Molteplici furono i fattori che durante il secondo mandato presidenziale di
Putin (2004-2008) contribuirono a incrinare le relazioni tra Russia e Occidente.
Sul piano interno, la progressiva autocratizzazione del regime putiniano, in
cui giocarono un ruolo centrale i concetti di “verticale del potere” e
“democrazia sovrana”, creò un ambiente favorevole all’adozione, da parte di un
esecutivo ormai libero dal condizionamento esercitato nel decennio precedente
da una pluralità di gruppi di interesse pubblici e privati, di una politica
estera più assertiva e “muscolare”, non più soltanto difensiva ma anche
offensiva. Sul piano internazionale, tre eventi in particolare spinsero la
Russia verso un irrigidimento delle proprie posizioni di politica estera: la
guerra in Iraq del 2003, le rivoluzioni colorate (“delle rose”, “arancione” e
“dei tulipani”) scoppiate tra il 2003 e il 2005 in Georgia, Ucraina e
Kirghizistan (paesi nei quali, sull’onda di massicce manifestazioni di
protesta, i presidenti in carica, accusati di brogli elettorali e di essere autoritari
e filorussi, furono sostituiti da politici di orientamento liberale e filoccidentale)
e l’ulteriore allargamento a Est della Nato (a seguito dell’ammissione nel 2004
di altri sette paesi: Bulgaria, Estonia, Lettonia, Lituania, Romania,
Slovacchia e Slovenia). Da questi eventi la Russia trasse una duplice lezione.
Da un lato, di fronte alla crescente propensione unilateralista ed
eccezionalista della politica estera americana e all’acclarata indisponibilità
degli Stati Uniti ad abdicare al ruolo di “gendarmi del mondo” e garanti
dell’ordine internazionale liberale, Mosca andò persuadendosi dell’illusorietà
della prospettiva di una transizione guidata e consensuale dall’unipolarismo al
multipolarismo e della necessità di imboccare una strada diversa da quella che
gli Stati Uniti, assertori convinti del carattere tutt’altro che effimero del
“momento unipolare” e della natura “benevola” della loro egemonia, avevano
tentato di farle seguire dopo la dissoluzione dell’Unione Sovietica.
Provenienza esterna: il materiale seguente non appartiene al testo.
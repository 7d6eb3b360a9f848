use crate::LearnApp;
use crate::app::navigation::DEFAULT_COURSE;
use crate::model::{Tab, ViewMode};
use crate::ui::helpers::coming_soon_card;
use crate::ui::layout::centered_panel;
use egui::Context;

pub fn ui_challenges_soon(app: &mut LearnApp, ctx: &Context) {
    let mut clicked = false;
    centered_panel(ctx, 220.0, 520.0, |ui| {
        clicked = coming_soon_card(
            ui,
            "Coding Challenges Coming Soon",
            "Standalone challenges are on the way. Meanwhile, try the HTML module challenge.",
            Some("Try HTML Challenge"),
        );
    });
    if clicked {
        app.navigate_to_module(DEFAULT_COURSE, ViewMode::Challenge);
    }
}

pub fn ui_projects_soon(app: &mut LearnApp, ctx: &Context) {
    let mut clicked = false;
    centered_panel(ctx, 220.0, 520.0, |ui| {
        clicked = coming_soon_card(
            ui,
            "Projects Coming Soon",
            "Guided projects will let you build complete websites step by step.",
            Some("Back to Dashboard"),
        );
    });
    if clicked {
        app.set_active_tab(Tab::Dashboard);
    }
}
Dall’altro,
il reiterato ricorso, da parte occidentale, alla pratica dell’ingerenza negli
affari interni di altri paesi e dell’imposizione forzosa ad altri popoli di un
modello politico-culturale irrispettoso della loro identità e del loro diritto
a scegliere un proprio autonomo percorso di sviluppo (è così che al Cremlino furono
interpretate le rivoluzioni colorate, ritenute il frutto di macchinazioni
ordite da poteri stranieri, in particolare americani, statali e/o privati) indusse
Mosca a una difesa sempre più energica e intransigente dei propri interessi e
di quelli di un “mondo russo” (russkij
mir) di cui essa voleva continuare ad essere il centro di gravità, a costo
di rinverdire la tradizione sovietica degli interventi militari “su richiesta”
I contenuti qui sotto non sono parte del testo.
// src/ui/helpers.rs
use crate::model::{CriterionResult, DocLink};
use egui::{Button, Color32, RichText, Ui, Vec2};

pub fn big_list_button(ui: &mut Ui, label: String, width: f32, height: f32, enabled: bool) -> bool {
    ui.add_enabled(enabled, Button::new(label).min_size(Vec2::new(width, height)))
        .clicked()
}

/// Tarjeta "próximamente". Devuelve true si se pulsa el botón.
pub fn coming_soon_card(ui: &mut Ui, title: &str, body: &str, button: Option<&str>) -> bool {
    let mut clicked = false;
    ui.vertical_centered(|ui| {
        ui.label(RichText::new("🚧").size(40.0));
        ui.add_space(8.0);
        ui.heading(title);
        ui.add_space(6.0);
        ui.label(body);
        if let Some(label) = button {
            ui.add_space(14.0);
            clicked = ui.add_sized([220.0, 34.0], Button::new(label)).clicked();
        }
    });
    clicked
}

pub fn doc_links_list(ui: &mut Ui, links: &[DocLink]) {
    if links.is_empty() {
        ui.weak("No resources yet.");
        return;
    }
    for link in links {
        if link.url.is_empty() {
            ui.label(RichText::new(&link.title).strong());
        } else {
            ui.hyperlink_to(format!("📄 {}", link.title), &link.url);
        }
        ui.weak(&link.description);
        ui.add_space(4.0);
    }
}

pub fn criterion_row(ui: &mut Ui, result: &CriterionResult) {
    let (icon, color) = if result.passed {
        ("✔", Color32::from_rgb(34, 160, 80))
    } else {
        ("✖", Color32::from_rgb(210, 60, 60))
    };
    ui.horizontal(|ui| {
        ui.colored_label(color, RichText::new(icon).strong());
        ui.vertical(|ui| {
            ui.label(RichText::new(&result.criterion).strong());
            ui.weak(&result.description);
        });
    });
}

pub fn tag_chip(ui: &mut Ui, text: &str) {
    egui::Frame::default()
        .fill(ui.visuals().faint_bg_color)
        .inner_margin(egui::Margin::symmetric(6, 2))
        .show(ui, |ui| {
            ui.small(text);
        });
}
di popoli fratelli, o in risposta alla presunta oppressione esercitata in certi
paesi sulle minoranze russofone. Tocca infine accennare al fatto che,
giustificando la guerra in Iraq sulla base di false informazioni sulle armi di
distruzione di massa di Saddam Hussein, l’amministrazione Bush finì per
confermare l’opinione di quanti, in Russia, ritenevano che gli Stati Uniti
fossero un paese sleale, ipocrita e inaffidabile. Date queste premesse, non stupisce che i
segnali di crescente divaricazione tra Russia e Occidente abbiano cominciato a
moltiplicarsi. Uno dei più importanti fu certamente quello offerto dal celebre
discorso di Putin alla Conferenza sulla sicurezza di Monaco (11 febbraio 2007).
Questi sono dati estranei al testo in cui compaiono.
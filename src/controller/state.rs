//! Mutable per-controller masks and resource flags
use alloc::vec::Vec;
use irq_catalog::{Catalog, EnableField, RegisterId, ResourceId};

use crate::derive::DerivedTables;

/// Reported availability of a resource
#[derive(Clone, Copy, PartialEq, Eq, Debug)]
pub enum ResourceStatus {
    /// Resource is unavailable, interrupts depending on it must stay disabled
    Off,
    /// Resource is available
    On,
}

/// Allowed/desired masks of one register at some point in time
#[derive(Clone, Copy, PartialEq, Eq, Debug)]
pub struct RegisterSnapshot {
    /// Bits the current resource availability permits
    pub allowed: u64,
    /// Bits firmware has requested
    pub desired: u64,
}

/// The only mutable state of a controller. Every access happens with the controller's lock held.
pub(crate) struct RuntimeState {
    status: Vec<ResourceStatus>,
    allowed: Vec<u64>,
    desired: Vec<u64>,
}

impl RegisterSnapshot {
    /// Returns the value the register holds in hardware
    #[inline]
    pub const fn programmed(&self) -> u64 {
        self.allowed & self.desired
    }
}

impl RuntimeState {
    /// Every resource on, nothing constrained, nothing requested
    pub fn new(catalog: &Catalog) -> Self {
        Self {
            status: catalog
                .resources()
                .iter()
                .map(|_| ResourceStatus::On)
                .collect(),
            allowed: catalog
                .registers()
                .iter()
                .map(|desc| desc.width.all_bits())
                .collect(),
            desired: catalog.registers().iter().map(|_| 0).collect(),
        }
    }

    #[inline]
    pub fn status(&self, resource: ResourceId) -> ResourceStatus {
        self.status[resource.index()]
    }

    #[inline]
    pub fn set_status(&mut self, resource: ResourceId, status: ResourceStatus) {
        self.status[resource.index()] = status;
    }

    #[inline]
    pub fn snapshot(&self, register: RegisterId) -> RegisterSnapshot {
        RegisterSnapshot {
            allowed: self.allowed[register.index()],
            desired: self.desired[register.index()],
        }
    }

    /// Sets or clears the field's bits in the desired mask of its register
    pub fn apply(&mut self, field: EnableField, enable: bool) {
        let desired = &mut self.desired[field.register.index()];

        if enable {
            *desired |= field.mask;
        } else {
            *desired &= !field.mask;
        }
    }

    /// Rebuilds the allowed mask of every affected register from the current resource status
    pub fn recalculate_allowed(&mut self, catalog: &Catalog, tables: &DerivedTables) {
        for &register in tables.affected_registers() {
            self.allowed[register.index()] = catalog.registers()[register.index()].width.all_bits();
        }

        for (row, &resource) in tables.all_resources().iter().enumerate() {
            if self.status(resource) == ResourceStatus::On {
                continue;
            }

            let masks = tables.allowed_row(row);
            for (&register, &mask) in tables.affected_registers().iter().zip(masks) {
                self.allowed[register.index()] &= mask;
            }
        }
    }
}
In quella occasione Putin (che già in un discorso del 2006 alla Duma aveva
paragonato l’America a «un lupo che continua a mangiarsi quello che trova sulla
propria strada senza prestare ascolto a nessuno») non si limitò a denunciare il
modello unipolare americano, cioè l’esistenza di un «mondo in mano a uno solo»,
per giunta incline a un «uso eccessivo della forza nelle relazioni
internazionali», ma accusò anche l’Occidente di aver tradito l’impegno, assunto
dopo la riunificazione della Germania e lo scioglimento del Patto di Varsavia,
a non espandere a Est la Nato (ma su questo punto si tornerà più avanti). Il
significato di questo discorso venne subito colto dall’analista politico Dmitri
Trenin: «La Russia, prima una sorta di Plutone nel sistema solare occidentale,
è uscita dalla sua orbita spinta dalla determinazione di trovarsi un proprio
sistema» (cfr. I. Krastev, Che cosa pensa
la Russia, in «Italianieuropei», n. 1, 2008, p. 233). Non a caso, alla fine
del 2007, la Russia sospese la sua partecipazione al Trattato sulle forze
convenzionali in Europa. Tuttavia, la svolta decisiva verso il definitivo
peggioramento dei rapporti russo-occidentali giunse nel 2008: prima (17
febbraio) con la proclamazione (giudicata da Putin un atto illegale e immorale)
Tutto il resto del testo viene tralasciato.